| 02:40 Uhr

Trauerfeier ohne Musik, aber mit viel Applaus

Mötzingen. Rund 1500 Zirkus-Leute und Schausteller aus ganz Deutschland sind auf dem Friedhof nach Mötzingen bei Tübingen gekommen, um den Opfern des Müllwagen-Unglücks das letzte Geleit zu geben. Die fünf Toten finden in nur drei Särgen die letzte Ruhe. dpa/fh

Ein Meer von Kränzen und Blumen schmückt die weißen Särge. "Uns bleiben fünf brennende Kerzen", ruft Zirkus-Seelsorger Johannes Bräuchle den Trauergästen zu. "Ihre Show ist vorbei." Von den "guten und frommen Zirkusleuten" spricht der Seelsorger in seiner kurzen Rede. Der kleine, nur wenige Wochen alte Junge liegt im Sarg seines Vaters, seine kleine Schwester im Sarg der Mutter. "Der letzte Vorhang, der schwarze Vorhang, ist gefallen", sagt Bräuchle.

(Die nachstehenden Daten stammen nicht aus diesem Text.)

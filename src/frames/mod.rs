mod body;
mod site;

pub use body::{
    body_to_sfs, enu_to_body, enu_to_sfs, AttitudeMatrix, CalibrationMatrix,
    DEFAULT_BORESIGHT_AZIMUTH, DEFAULT_BORESIGHT_INCLINATION,
};
pub use site::{
    eci_to_enu, eci_to_enu_with, greenwich_clock_angle, site_rotation, EarthRotation,
    GeographicAngle, Site,
};
#[cfg(test)]
mod tests {
    use super::*;
    use crate::tests::fixtures::{
        cdata_chunk, end_element_chunk, end_namespace_chunk, start_element_chunk,
        start_namespace_chunk, string_pool_chunk, xml_chunk, AttrFixture,
    };

    const ANDROID_URI: &str = "http://schemas.android.com/apk/res/android";

    #[test]
    fn minimal_manifest() {
        let pool = string_pool_chunk(&["android", ANDROID_URI, "manifest", "versionCode"]);
        let doc = xml_chunk(&[
            pool,
            start_namespace_chunk(0, 1),
            start_element_chunk(
                NIL_REF,
                2,
                &[AttrFixture {
                    ns: 1,
                    name: 3,
                    raw_value: NIL_REF,
                    data_type: TYPE_INT_DEC,
                    data: 1,
                }],
            ),
            end_element_chunk(NIL_REF, 2),
            end_namespace_chunk(0, 1),
        ]);
        let xml = XmlFile::from_bytes(&doc).unwrap();
        assert_eq!(
            xml.document(),
            "<?xml version=\"1.0\" encoding=\"utf-8\"?>\
             <manifest xmlns:android=\"http://schemas.android.com/apk/res/android\" \
             android:versionCode=\"1\"></manifest>"
        );
    }

    #[test]
    fn attribute_values_are_escaped() {
        let pool = string_pool_chunk(&["root", "label", "a<b>&\"c'd"]);
        let doc = xml_chunk(&[
            pool,
            start_element_chunk(
                NIL_REF,
                0,
                &[AttrFixture {
                    ns: NIL_REF,
                    name: 1,
                    raw_value: 2,
                    data_type: TYPE_STRING,
                    data: 2,
                }],
            ),
            end_element_chunk(NIL_REF, 0),
        ]);
        let xml = XmlFile::from_bytes(&doc).unwrap();
        let document = xml.document();
        assert!(document.contains("label=\"a&lt;b&gt;&amp;&quot;c&apos;d\""));
        let body = document.trim_start_matches("<?xml version=\"1.0\" encoding=\"utf-8\"?>");
        assert!(!body.contains("a<b"));
    }

    #[test]
    fn cdata_is_emitted_escaped() {
        let pool = string_pool_chunk(&["root", "1 < 2 & 3"]);
        let doc = xml_chunk(&[
            pool,
            start_element_chunk(NIL_REF, 0, &[]),
            cdata_chunk(1),
            end_element_chunk(NIL_REF, 0),
        ]);
        let xml = XmlFile::from_bytes(&doc).unwrap();
        assert!(xml.document().contains("<root>1 &lt; 2 &amp; 3</root>"));
    }

    #[test]
    fn unbalanced_tree_is_malformed() {
        let pool = string_pool_chunk(&["root"]);
        let doc = xml_chunk(&[pool.clone(), start_element_chunk(NIL_REF, 0, &[])]);
        assert!(matches!(
            XmlFile::from_bytes(&doc),
            Err(Error::Malformed { .. })
        ));

        let doc = xml_chunk(&[pool, end_element_chunk(NIL_REF, 0)]);
        assert!(matches!(
            XmlFile::from_bytes(&doc),
            Err(Error::Malformed { .. })
        ));
    }

    #[test]
    fn resource_map_is_exposed() {
        let pool = string_pool_chunk(&["versionCode", "root"]);
        let ids = [0x0101021Bu32, 0];
        let doc = xml_chunk(&[
            pool,
            crate::tests::fixtures::resource_map_chunk(&ids),
            start_element_chunk(NIL_REF, 1, &[]),
            end_element_chunk(NIL_REF, 1),
        ]);
        let xml = XmlFile::from_bytes(&doc).unwrap();
        assert_eq!(xml.resource_map(), &ids);
    }

    #[test]
    fn table_input_is_bad_magic() {
        let mut buf = Vec::new();
        buf.extend_from_slice(&0x0002u16.to_le_bytes());
        buf.extend_from_slice(&8u16.to_le_bytes());
        buf.extend_from_slice(&8u32.to_le_bytes());
        assert_eq!(
            XmlFile::from_bytes(&buf).unwrap_err(),
            Error::BadMagic { type_code: 0x0002 }
        );
    }

    #[test]
    fn typed_value_rendering() {
        let pool_chunk = string_pool_chunk(&["pooled"]);
        let mut r = Reader::new(&pool_chunk);
        let (header, mut window) = next_chunk(&mut r).unwrap().unwrap();
        let pool = StringPool::read(&mut window, &header).unwrap();

        let render = |data_type: u8, data: u32| {
            render_value(
                &pool,
                NIL_REF,
                &ResValue {
                    size: 8,
                    res0: 0,
                    data_type,
                    data,
                },
            )
            .unwrap()
        };

        assert_eq!(render(TYPE_NULL, 7), "");
        assert_eq!(render(TYPE_REFERENCE, 0x7F010000), "@0x7F010000");
        assert_eq!(render(TYPE_ATTRIBUTE, 0x0101021B), "?0x0101021B");
        assert_eq!(render(TYPE_STRING, 0), "pooled");
        assert_eq!(render(TYPE_INT_DEC, 4294967295), "4294967295");
        assert_eq!(render(TYPE_INT_HEX, 0xFF), "0x000000FF");
        assert_eq!(render(TYPE_INT_BOOLEAN, 0), "false");
        assert_eq!(render(TYPE_INT_BOOLEAN, 0xFFFFFFFF), "true");
        assert_eq!(render(TYPE_FLOAT, 1.5f32.to_bits()), "1.5");
        // 16dip: mantissa 16 << 8, radix 0, unit 1.
        assert_eq!(render(TYPE_DIMENSION, (16 << 8) | 1), "16dip");
        // 50%: 0.5 as 0p23 mantissa, radix 3, unit 0.
        assert_eq!(render(TYPE_FRACTION, 0x4000_0030), "50%");
        assert_eq!(render(TYPE_INT_COLOR_ARGB8, 0xFF00CC88), "#FF00CC88");
        assert_eq!(render(TYPE_INT_COLOR_RGB8, 0xFF00CC88), "#00CC88");
        assert_eq!(render(TYPE_INT_COLOR_ARGB4, 0xFF00CC88), "#F0C8");
        assert_eq!(render(TYPE_INT_COLOR_RGB4, 0xFF00CC88), "#0C8");
        // Unknown data types fall back to a reference-style rendering.
        assert_eq!(render(0x07, 0xAB), "@0x000000AB");
    }

    #[test]
    fn raw_value_wins_over_typed_value() {
        let pool_chunk = string_pool_chunk(&["rawtext"]);
        let mut r = Reader::new(&pool_chunk);
        let (header, mut window) = next_chunk(&mut r).unwrap().unwrap();
        let pool = StringPool::read(&mut window, &header).unwrap();
        let rendered = render_value(
            &pool,
            0,
            &ResValue {
                size: 8,
                res0: 0,
                data_type: TYPE_INT_DEC,
                data: 42,
            },
        )
        .unwrap();
        assert_eq!(rendered, "rawtext");
    }

    #[test]
    fn nested_namespaces_qualify_inner_elements() {
        let pool = string_pool_chunk(&["app", "http://example.com/apk/res-auto", "outer", "inner"]);
        let doc = xml_chunk(&[
            pool,
            start_element_chunk(NIL_REF, 2, &[]),
            start_namespace_chunk(0, 1),
            start_element_chunk(1, 3, &[]),
            end_element_chunk(1, 3),
            end_namespace_chunk(0, 1),
            end_element_chunk(NIL_REF, 2),
        ]);
        let xml = XmlFile::from_bytes(&doc).unwrap();
        assert!(xml
            .document()
            .contains("<app:inner xmlns:app=\"http://example.com/apk/res-auto\"></app:inner>"));
    }
}

mod table_cases;
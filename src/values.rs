//! Lazily-resolving attribute value wrappers.
//!
//! XML attributes hold either an immediate literal ("true", "17") or a
//! resource reference ("@0x7F050003"). A facade keeps the unresolved
//! text and, once a decoded table and configuration are injected,
//! resolves on access. Facades borrow the table, so they cannot outlive
//! the decoded file they were bound to.

use crate::res::config::ResConfig;
use crate::res::error::{DecodeResult, Error};
use crate::res::table::ResourceTable;
use crate::res_parse::{parse_reference, Reference};
use crate::types::{ResourceId, Value};

/// The capability the injection pass looks for: anything that can be
/// bound to a table and a configuration.
///
/// Aggregates produced by an XML unmarshaller implement this by
/// forwarding to their fields; the container impls below descend
/// vectors, options, boxes and arrays, so one call at the root binds
/// every facade in the tree. Injection is idempotent, and the most
/// recent injection wins.
pub trait Injectable<'a> {
    fn inject(&mut self, table: &'a ResourceTable, config: &'a ResConfig);
}

impl<'a, T: Injectable<'a>> Injectable<'a> for Vec<T> {
    fn inject(&mut self, table: &'a ResourceTable, config: &'a ResConfig) {
        for item in self {
            item.inject(table, config);
        }
    }
}

impl<'a, T: Injectable<'a>> Injectable<'a> for Option<T> {
    fn inject(&mut self, table: &'a ResourceTable, config: &'a ResConfig) {
        if let Some(item) = self {
            item.inject(table, config);
        }
    }
}

impl<'a, T: Injectable<'a>> Injectable<'a> for Box<T> {
    fn inject(&mut self, table: &'a ResourceTable, config: &'a ResConfig) {
        (**self).inject(table, config);
    }
}

impl<'a, T: Injectable<'a>, const N: usize> Injectable<'a> for [T; N] {
    fn inject(&mut self, table: &'a ResourceTable, config: &'a ResConfig) {
        for item in self {
            item.inject(table, config);
        }
    }
}

fn lookup<'a>(
    value: &str,
    reference: Reference,
    table: Option<&'a ResourceTable>,
    config: Option<&'a ResConfig>,
) -> DecodeResult<Value> {
    let table = table.ok_or_else(|| Error::NotFound {
        what: format!("no resource table bound for {value:?}"),
    })?;
    let id = match reference {
        Reference::Id(id) => id,
        Reference::Name(name) => table
            .find_by_name(name.package.as_deref(), &name.type_name, &name.entry)
            .ok_or_else(|| Error::NotFound {
                what: format!("no resource named {value:?}"),
            })?,
    };
    table.get_resource(id, config.unwrap_or(&ResConfig::DEFAULT))
}

/// A boolean attribute value: an immediate literal or a reference.
#[derive(Debug, Clone, Default)]
pub struct Bool<'a> {
    value: String,
    table: Option<&'a ResourceTable>,
    config: Option<&'a ResConfig>,
}

impl<'a> Bool<'a> {
    /// Wraps an attribute's textual value, unbound.
    pub fn from_value(value: impl Into<String>) -> Bool<'a> {
        Bool {
            value: value.into(),
            table: None,
            config: None,
        }
    }

    pub fn value(&self) -> &str {
        &self.value
    }

    pub fn set_bool(&mut self, value: bool) {
        self.value = value.to_string();
    }

    pub fn set_res_id(&mut self, id: ResourceId) {
        self.value = id.to_string();
    }

    /// Resolves the value. Empty text is `false`; a reference is looked
    /// up through the bound table and must hold a boolean.
    pub fn get(&self) -> DecodeResult<bool> {
        if self.value.is_empty() {
            return Ok(false);
        }
        match parse_reference(&self.value) {
            Some(r) => match lookup(&self.value, r, self.table, self.config)? {
                Value::Bool(b) => Ok(b),
                other => Err(Error::TypeMismatch {
                    expected: "boolean",
                    found: other.kind().to_string(),
                }),
            },
            None => self.value.trim().parse::<bool>().map_err(|_| Error::Malformed {
                offset: None,
                detail: format!("invalid boolean literal {:?}", self.value),
            }),
        }
    }

    /// Like [`Bool::get`], but treats failure as a programming fault.
    pub fn must_get(&self) -> bool {
        match self.get() {
            Ok(v) => v,
            Err(e) => panic!("unresolvable boolean value: {e}"),
        }
    }
}

impl<'a> Injectable<'a> for Bool<'a> {
    fn inject(&mut self, table: &'a ResourceTable, config: &'a ResConfig) {
        self.table = Some(table);
        self.config = Some(config);
    }
}

/// A 32-bit integer attribute value: an immediate literal or a reference.
#[derive(Debug, Clone, Default)]
pub struct Int32<'a> {
    value: String,
    table: Option<&'a ResourceTable>,
    config: Option<&'a ResConfig>,
}

impl<'a> Int32<'a> {
    pub fn from_value(value: impl Into<String>) -> Int32<'a> {
        Int32 {
            value: value.into(),
            table: None,
            config: None,
        }
    }

    pub fn value(&self) -> &str {
        &self.value
    }

    pub fn set_i32(&mut self, value: i32) {
        self.value = value.to_string();
    }

    pub fn set_res_id(&mut self, id: ResourceId) {
        self.value = id.to_string();
    }

    /// Resolves the value. Empty text is `0`.
    pub fn get(&self) -> DecodeResult<i32> {
        if self.value.is_empty() {
            return Ok(0);
        }
        match parse_reference(&self.value) {
            Some(r) => match lookup(&self.value, r, self.table, self.config)? {
                Value::Int(v) => Ok(v as i32),
                other => Err(Error::TypeMismatch {
                    expected: "integer",
                    found: other.kind().to_string(),
                }),
            },
            None => self.value.trim().parse::<i32>().map_err(|_| Error::Malformed {
                offset: None,
                detail: format!("invalid integer literal {:?}", self.value),
            }),
        }
    }

    /// Like [`Int32::get`], but treats failure as a programming fault.
    pub fn must_get(&self) -> i32 {
        match self.get() {
            Ok(v) => v,
            Err(e) => panic!("unresolvable integer value: {e}"),
        }
    }
}

impl<'a> Injectable<'a> for Int32<'a> {
    fn inject(&mut self, table: &'a ResourceTable, config: &'a ResConfig) {
        self.table = Some(table);
        self.config = Some(config);
    }
}

/// A string attribute value: immediate text or a reference.
#[derive(Debug, Clone, Default)]
pub struct Str<'a> {
    value: String,
    table: Option<&'a ResourceTable>,
    config: Option<&'a ResConfig>,
}

impl<'a> Str<'a> {
    pub fn from_value(value: impl Into<String>) -> Str<'a> {
        Str {
            value: value.into(),
            table: None,
            config: None,
        }
    }

    pub fn value(&self) -> &str {
        &self.value
    }

    pub fn set_str(&mut self, value: impl Into<String>) {
        self.value = value.into();
    }

    pub fn set_res_id(&mut self, id: ResourceId) {
        self.value = id.to_string();
    }

    /// Resolves the value. Non-reference text is returned as-is.
    pub fn get(&self) -> DecodeResult<String> {
        match parse_reference(&self.value) {
            Some(r) => match lookup(&self.value, r, self.table, self.config)? {
                Value::Str(s) => Ok(s),
                other => Err(Error::TypeMismatch {
                    expected: "string",
                    found: other.kind().to_string(),
                }),
            },
            None => Ok(self.value.clone()),
        }
    }

    /// Like [`Str::get`], but treats failure as a programming fault.
    pub fn must_get(&self) -> String {
        match self.get() {
            Ok(v) => v,
            Err(e) => panic!("unresolvable string value: {e}"),
        }
    }
}

impl<'a> Injectable<'a> for Str<'a> {
    fn inject(&mut self, table: &'a ResourceTable, config: &'a ResConfig) {
        self.table = Some(table);
        self.config = Some(config);
    }
}
impl ResConfig {
    /// The zero configuration: no qualifiers, matches every variant.
    pub const DEFAULT: ResConfig = ResConfig {
        mcc: 0,
        mnc: 0,
        language: [0; 2],
        country: [0; 2],
        orientation: 0,
        touchscreen: 0,
        density: 0,
        keyboard: 0,
        navigation: 0,
        input_flags: 0,
        screen_width: 0,
        screen_height: 0,
        sdk_version: 0,
        minor_version: 0,
        screen_layout: 0,
        ui_mode: 0,
        smallest_screen_width_dp: 0,
        screen_width_dp: 0,
        screen_height_dp: 0,
    };

    /// Builds a locale-qualified config, the most common selector.
    pub fn with_locale(language: &str, country: &str) -> ResConfig {
        let mut config = ResConfig::DEFAULT;
        config.language = pack_locale(language);
        config.country = pack_locale(country);
        config
    }

    /// Decodes a size-prefixed config record and advances the reader by
    /// exactly the declared size.
    pub(crate) fn read(r: &mut Reader<'_>) -> DecodeResult<ResConfig> {
        let start = r.position();
        let abs = r.abs_position();
        let size = r.read_u32()? as usize;
        if size < 4 {
            return Err(Error::malformed(abs, format!("config size {size} below minimum")));
        }
        let end = start.checked_add(size).ok_or_else(|| {
            Error::malformed(abs, "config size overflow")
        })?;
        if end > r.len() {
            return Err(Error::Truncated {
                offset: abs,
                chunk_type: None,
            });
        }

        let mut config = ResConfig::DEFAULT;
        if size >= 8 {
            config.mcc = r.read_u16()?;
            config.mnc = r.read_u16()?;
        }
        if size >= 12 {
            let lang = r.read_bytes(2)?;
            config.language = [lang[0], lang[1]];
            let country = r.read_bytes(2)?;
            config.country = [country[0], country[1]];
        }
        if size >= 16 {
            config.orientation = r.read_u8()?;
            config.touchscreen = r.read_u8()?;
            config.density = r.read_u16()?;
        }
        if size >= 20 {
            config.keyboard = r.read_u8()?;
            config.navigation = r.read_u8()?;
            config.input_flags = r.read_u8()?;
            r.read_u8()?; // input padding
        }
        if size >= 24 {
            config.screen_width = r.read_u16()?;
            config.screen_height = r.read_u16()?;
        }
        if size >= 28 {
            config.sdk_version = r.read_u16()?;
            config.minor_version = r.read_u16()?;
        }
        if size >= 32 {
            config.screen_layout = r.read_u8()?;
            config.ui_mode = r.read_u8()?;
            config.smallest_screen_width_dp = r.read_u16()?;
        }
        if size >= 36 {
            config.screen_width_dp = r.read_u16()?;
            config.screen_height_dp = r.read_u16()?;
        }
        // Locale script, variant and the newer fields are not qualifiers
        // this resolver selects on; skip to the declared end.
        r.seek(end)?;
        Ok(config)
    }

    pub fn language_str(&self) -> Option<String> {
        unpack_locale(self.language)
    }

    pub fn country_str(&self) -> Option<String> {
        unpack_locale(self.country)
    }

    pub fn is_default(&self) -> bool {
        *self == ResConfig::DEFAULT
    }

    /// Whether this variant's qualifiers are non-conflicting with a
    /// requested config. A qualifier conflicts only when both sides
    /// specify it and the values are incompatible, so a default request
    /// accepts every variant.
    pub fn is_compatible(&self, req: &ResConfig) -> bool {
        let eq_set = |a: u16, b: u16| a == 0 || b == 0 || a == b;
        let eq_set8 = |a: u8, b: u8| a == 0 || b == 0 || a == b;
        // Sizes and versions conflict only when the variant demands more
        // than the request provides.
        let within = |a: u16, b: u16| a == 0 || b == 0 || a <= b;

        if !eq_set(self.mcc, req.mcc) || !eq_set(self.mnc, req.mnc) {
            return false;
        }
        if self.language != [0; 2] && req.language != [0; 2] && self.language != req.language {
            return false;
        }
        if self.country != [0; 2] && req.country != [0; 2] && self.country != req.country {
            return false;
        }
        let dir = |c: &ResConfig| c.screen_layout & MASK_LAYOUT_DIR;
        let long = |c: &ResConfig| c.screen_layout & MASK_SCREEN_LONG;
        let layout_size = |c: &ResConfig| c.screen_layout & MASK_SCREEN_SIZE;
        if !eq_set8(dir(self), dir(req)) || !eq_set8(long(self), long(req)) {
            return false;
        }
        if !within(layout_size(self) as u16, layout_size(req) as u16) {
            return false;
        }
        if !within(self.smallest_screen_width_dp, req.smallest_screen_width_dp)
            || !within(self.screen_width_dp, req.screen_width_dp)
            || !within(self.screen_height_dp, req.screen_height_dp)
        {
            return false;
        }
        if !eq_set8(self.orientation, req.orientation) {
            return false;
        }
        let ui_type = |c: &ResConfig| c.ui_mode & MASK_UI_MODE_TYPE;
        let night = |c: &ResConfig| c.ui_mode & MASK_UI_MODE_NIGHT;
        if !eq_set8(ui_type(self), ui_type(req)) || !eq_set8(night(self), night(req)) {
            return false;
        }
        // Density never excludes a variant; it is best-match only.
        if !eq_set8(self.touchscreen, req.touchscreen)
            || !eq_set8(self.keyboard, req.keyboard)
            || !eq_set8(self.navigation, req.navigation)
            || !eq_set8(self.input_flags, req.input_flags)
        {
            return false;
        }
        if !within(self.screen_width, req.screen_width)
            || !within(self.screen_height, req.screen_height)
        {
            return false;
        }
        if !within(self.sdk_version, req.sdk_version) {
            return false;
        }
        true
    }

    /// Whether this variant is a strictly better match for `req` than
    /// `other`, walking qualifiers in Android's documented precedence
    /// order. Both variants are assumed compatible with `req`.
    ///
    /// At each level, a qualifier the request specifies favors the
    /// variant carrying it; one the request leaves unspecified favors
    /// the variant without it, so an unqualified request lands on the
    /// unqualified variant.
    pub(crate) fn is_better_than(&self, other: &ResConfig, req: &ResConfig) -> bool {
        // A qualifier where compatibility means equality: whichever
        // candidate specifies it wins when requested, loses otherwise.
        fn exact(a: u16, b: u16, requested: u16) -> Option<bool> {
            if a == b {
                return None;
            }
            Some(if requested != 0 { a != 0 } else { a == 0 })
        }
        // A qualifier where larger-but-compatible is closer to the
        // request.
        fn nearest(a: u16, b: u16, requested: u16) -> Option<bool> {
            if a == b {
                return None;
            }
            Some(if requested != 0 { a > b } else { a == 0 })
        }

        // MCC / MNC
        if let Some(better) = exact(self.mcc, other.mcc, req.mcc) {
            return better;
        }
        if let Some(better) = exact(self.mnc, other.mnc, req.mnc) {
            return better;
        }
        // Locale
        if self.language != other.language {
            return if req.language != [0; 2] {
                self.language != [0; 2]
            } else {
                self.language == [0; 2]
            };
        }
        if self.country != other.country {
            return if req.country != [0; 2] {
                self.country != [0; 2]
            } else {
                self.country == [0; 2]
            };
        }
        // Layout direction
        let dir = |c: &ResConfig| (c.screen_layout & MASK_LAYOUT_DIR) as u16;
        if let Some(better) = exact(dir(self), dir(other), dir(req)) {
            return better;
        }
        // Smallest width, then screen size in dp
        if let Some(better) = nearest(
            self.smallest_screen_width_dp,
            other.smallest_screen_width_dp,
            req.smallest_screen_width_dp,
        ) {
            return better;
        }
        if let Some(better) = nearest(self.screen_width_dp, other.screen_width_dp, req.screen_width_dp) {
            return better;
        }
        if let Some(better) = nearest(
            self.screen_height_dp,
            other.screen_height_dp,
            req.screen_height_dp,
        ) {
            return better;
        }
        // Screen size class and aspect
        let layout_size = |c: &ResConfig| (c.screen_layout & MASK_SCREEN_SIZE) as u16;
        if let Some(better) = nearest(layout_size(self), layout_size(other), layout_size(req)) {
            return better;
        }
        let long = |c: &ResConfig| (c.screen_layout & MASK_SCREEN_LONG) as u16;
        if let Some(better) = exact(long(self), long(other), long(req)) {
            return better;
        }
        // Orientation
        if let Some(better) = exact(
            self.orientation as u16,
            other.orientation as u16,
            req.orientation as u16,
        ) {
            return better;
        }
        // UI mode, then night mode
        let ui_type = |c: &ResConfig| (c.ui_mode & MASK_UI_MODE_TYPE) as u16;
        if let Some(better) = exact(ui_type(self), ui_type(other), ui_type(req)) {
            return better;
        }
        let night = |c: &ResConfig| (c.ui_mode & MASK_UI_MODE_NIGHT) as u16;
        if let Some(better) = exact(night(self), night(other), night(req)) {
            return better;
        }
        // Density: closest to the request wins, higher on a tie.
        if self.density != other.density {
            if req.density == 0 {
                return self.density == 0;
            }
            let distance = |d: u16| {
                if d == 0 {
                    u32::MAX
                } else {
                    (d as i32 - req.density as i32).unsigned_abs()
                }
            };
            let (a, b) = (distance(self.density), distance(other.density));
            if a != b {
                return a < b;
            }
            return self.density > other.density;
        }
        // Touchscreen, keyboard state, keyboard, navigation
        if let Some(better) = exact(
            self.touchscreen as u16,
            other.touchscreen as u16,
            req.touchscreen as u16,
        ) {
            return better;
        }
        if let Some(better) = exact(
            self.input_flags as u16,
            other.input_flags as u16,
            req.input_flags as u16,
        ) {
            return better;
        }
        if let Some(better) = exact(self.keyboard as u16, other.keyboard as u16, req.keyboard as u16)
        {
            return better;
        }
        if let Some(better) = exact(
            self.navigation as u16,
            other.navigation as u16,
            req.navigation as u16,
        ) {
            return better;
        }
        // Screen dimensions in pixels
        if let Some(better) = nearest(self.screen_width, other.screen_width, req.screen_width) {
            return better;
        }
        if let Some(better) = nearest(self.screen_height, other.screen_height, req.screen_height) {
            return better;
        }
        // Platform version
        if let Some(better) = nearest(self.sdk_version, other.sdk_version, req.sdk_version) {
            return better;
        }
        if let Some(better) = nearest(self.minor_version, other.minor_version, req.minor_version) {
            return better;
        }
        false
    }
}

Nur wenige Kilometer entfernt war vor gut einer Woche ein tonnenschwerer Müllwagen bei Nagold (Kreis Calw) außer Kontrolle geraten und hatte die junge Familie unter sich begraben. Die 25 Jahre alte Fahrerin, ihr Freund (22), die zweijährige Tochter und der nur wenige Wochen alte Sohn sowie die Schwester der Fahrerin (17) waren sofort tot. Es gibt keine Musik bei der Beerdigung, kein Lied. Das sei Wunsch der Angehörigen gewesen. Dafür aber gibt es einen Abschluss mit donnerndem Applaus. "Wir Zirkusleute leben vom Applaus", ruft Seelsorger Bräuchle - beinahe frenetisch klatschen die Trauergäste für jeden einzelnen Toten. Die Show gehe im Himmelreich weiter, fügt Bräuchle hinzu.